* [What to produce]
The records that follow are to be transcribed word for word.

* [Records to use]

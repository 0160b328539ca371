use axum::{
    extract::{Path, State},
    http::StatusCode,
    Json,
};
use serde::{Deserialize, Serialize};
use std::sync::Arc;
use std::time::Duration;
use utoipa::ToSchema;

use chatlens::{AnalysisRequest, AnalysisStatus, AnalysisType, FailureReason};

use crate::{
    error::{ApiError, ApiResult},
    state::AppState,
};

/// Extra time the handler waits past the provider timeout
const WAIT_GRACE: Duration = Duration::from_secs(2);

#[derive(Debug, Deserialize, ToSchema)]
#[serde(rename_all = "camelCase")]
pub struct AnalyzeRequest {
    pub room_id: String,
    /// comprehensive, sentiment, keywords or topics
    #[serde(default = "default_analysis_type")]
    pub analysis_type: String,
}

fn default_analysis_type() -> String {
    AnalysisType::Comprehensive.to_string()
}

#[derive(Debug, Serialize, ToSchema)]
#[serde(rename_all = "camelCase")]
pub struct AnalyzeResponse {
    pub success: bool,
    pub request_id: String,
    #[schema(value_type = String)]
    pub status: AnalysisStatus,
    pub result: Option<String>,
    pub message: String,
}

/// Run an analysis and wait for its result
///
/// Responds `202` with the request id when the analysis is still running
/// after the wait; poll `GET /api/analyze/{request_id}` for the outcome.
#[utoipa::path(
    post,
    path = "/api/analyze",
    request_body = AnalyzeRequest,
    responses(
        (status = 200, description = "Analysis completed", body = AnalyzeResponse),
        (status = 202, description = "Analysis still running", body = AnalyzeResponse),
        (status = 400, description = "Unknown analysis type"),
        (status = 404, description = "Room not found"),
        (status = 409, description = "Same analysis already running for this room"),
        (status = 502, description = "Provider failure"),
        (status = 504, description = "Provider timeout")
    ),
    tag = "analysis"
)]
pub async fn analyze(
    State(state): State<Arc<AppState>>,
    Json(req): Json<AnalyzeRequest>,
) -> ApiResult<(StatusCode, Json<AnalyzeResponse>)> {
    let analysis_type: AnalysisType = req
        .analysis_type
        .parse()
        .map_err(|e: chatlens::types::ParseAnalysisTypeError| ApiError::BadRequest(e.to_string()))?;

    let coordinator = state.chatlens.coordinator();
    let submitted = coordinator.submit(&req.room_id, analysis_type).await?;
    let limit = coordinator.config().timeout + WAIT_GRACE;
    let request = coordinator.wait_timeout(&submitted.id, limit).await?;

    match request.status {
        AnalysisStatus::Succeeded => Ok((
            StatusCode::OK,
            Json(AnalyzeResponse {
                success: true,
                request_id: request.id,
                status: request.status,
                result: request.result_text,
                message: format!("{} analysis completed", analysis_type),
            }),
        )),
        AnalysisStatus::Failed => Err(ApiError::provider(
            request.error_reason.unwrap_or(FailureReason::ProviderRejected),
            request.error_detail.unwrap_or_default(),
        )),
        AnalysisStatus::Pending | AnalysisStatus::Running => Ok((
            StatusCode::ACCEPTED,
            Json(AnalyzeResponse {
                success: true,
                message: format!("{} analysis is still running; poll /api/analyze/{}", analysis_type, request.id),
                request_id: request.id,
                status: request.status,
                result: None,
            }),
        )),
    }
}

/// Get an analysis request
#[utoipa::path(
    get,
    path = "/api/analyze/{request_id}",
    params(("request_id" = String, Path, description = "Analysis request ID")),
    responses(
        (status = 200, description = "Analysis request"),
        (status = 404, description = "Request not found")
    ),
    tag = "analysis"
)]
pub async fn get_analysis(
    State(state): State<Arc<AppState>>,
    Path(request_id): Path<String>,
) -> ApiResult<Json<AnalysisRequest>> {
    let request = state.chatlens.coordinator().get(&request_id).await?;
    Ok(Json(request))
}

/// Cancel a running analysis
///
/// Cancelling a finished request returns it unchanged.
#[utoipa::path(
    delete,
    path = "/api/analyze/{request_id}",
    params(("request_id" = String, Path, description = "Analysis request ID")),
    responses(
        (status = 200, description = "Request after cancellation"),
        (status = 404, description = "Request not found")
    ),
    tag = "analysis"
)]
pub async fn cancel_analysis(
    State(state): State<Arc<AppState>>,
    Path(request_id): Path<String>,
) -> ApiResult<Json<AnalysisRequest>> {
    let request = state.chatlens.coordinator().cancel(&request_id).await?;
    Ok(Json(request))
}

* [Output for this exercise]
repository 0160b328539ca371
use axum::{
    extract::{Path, State},
    http::StatusCode,
    Json,
};
use serde::{Deserialize, Serialize};
use std::sync::Arc;
use std::time::Duration;
use utoipa::ToSchema;

use chatlens::{AnalysisRequest, AnalysisStatus, AnalysisType, FailureReason};

use crate::{
    error::{ApiError, ApiResult},
    state::AppState,
};

/// Extra time the handler waits past the provider timeout
const WAIT_GRACE: Duration = Duration::from_secs(2);

#[derive(Debug, Deserialize, ToSchema)]
#[serde(rename_all = "camelCase")]
pub struct AnalyzeRequest {
    pub room_id: String,
    /// comprehensive, sentiment, keywords or topics
    #[serde(default = "default_analysis_type")]
    pub analysis_type: String,
}

fn default_analysis_type() -> String {
    AnalysisType::Comprehensive.to_string()
}

#[derive(Debug, Serialize, ToSchema)]
#[serde(rename_all = "camelCase")]
pub struct AnalyzeResponse {
    pub success: bool,
    pub request_id: String,
    #[schema(value_type = String)]
    pub status: AnalysisStatus,
    pub result: Option<String>,
    pub message: String,
}

/// Run an analysis and wait for its result
///
/// Responds `202` with the request id when the analysis is still running
/// after the wait; poll `GET /api/analyze/{request_id}` for the outcome.
#[utoipa::path(
    post,
    path = "/api/analyze",
    request_body = AnalyzeRequest,
    responses(
        (status = 200, description = "Analysis completed", body = AnalyzeResponse),
        (status = 202, description = "Analysis still running", body = AnalyzeResponse),
        (status = 400, description = "Unknown analysis type"),
        (status = 404, description = "Room not found"),
        (status = 409, description = "Same analysis already running for this room"),
        (status = 502, description = "Provider failure"),
        (status = 504, description = "Provider timeout")
    ),
    tag = "analysis"
)]
pub async fn analyze(
    State(state): State<Arc<AppState>>,
    Json(req): Json<AnalyzeRequest>,
) -> ApiResult<(StatusCode, Json<AnalyzeResponse>)> {
    let analysis_type: AnalysisType = req
        .analysis_type
        .parse()
        .map_err(|e: chatlens::types::ParseAnalysisTypeError| ApiError::BadRequest(e.to_string()))?;

    let coordinator = state.chatlens.coordinator();
    let submitted = coordinator.submit(&req.room_id, analysis_type).await?;
    let limit = coordinator.config().timeout + WAIT_GRACE;
    let request = coordinator.wait_timeout(&submitted.id, limit).await?;

    match request.status {
        AnalysisStatus::Succeeded => Ok((
            StatusCode::OK,
            Json(AnalyzeResponse {
                success: true,
                request_id: request.id,
                status: request.status,
                result: request.result_text,
                message: format!("{} analysis completed", analysis_type),
            }),
        )),
        AnalysisStatus::Failed => Err(ApiError::provider(
            request.error_reason.unwrap_or(FailureReason::ProviderRejected),
            request.error_detail.unwrap_or_default(),
        )),
        AnalysisStatus::Pending | AnalysisStatus::Running => Ok((
            StatusCode::ACCEPTED,
            Json(AnalyzeResponse {
                success: true,
                message: format!("{} analysis is still running; poll /api/analyze/{}", analysis_type, request.id),
                request_id: request.id,
                status: request.status,
                result: None,
            }),
        )),
    }
}

/// Get an analysis request
#[utoipa::path(
    get,
    path = "/api/analyze/{request_id}",
    params(("request_id" = String, Path, description = "Analysis request ID")),
    responses(
        (status = 200, description = "Analysis request"),
        (status = 404, description = "Request not found")
    ),
    tag = "analysis"
)]
pub async fn get_analysis(
    State(state): State<Arc<AppState>>,
    Path(request_id): Path<String>,
) -> ApiResult<Json<AnalysisRequest>> {
    let request = state.chatlens.coordinator().get(&request_id).await?;
    Ok(Json(request))
}

/// Cancel a running analysis
///
/// Cancelling a finished request returns it unchanged.
#[utoipa::path(
    delete,
    path = "/api/analyze/{request_id}",
    params(("request_id" = String, Path, description = "Analysis request ID")),
    responses(
        (status = 200, description = "Request after cancellation"),
        (status = 404, description = "Request not found")
    ),
    tag = "analysis"
)]
pub async fn cancel_analysis(
    State(state): State<Arc<AppState>>,
    Path(request_id): Path<String>,
) -> ApiResult<Json<AnalysisRequest>> {
    let request = state.chatlens.coordinator().cancel(&request_id).await?;
    Ok(Json(request))
}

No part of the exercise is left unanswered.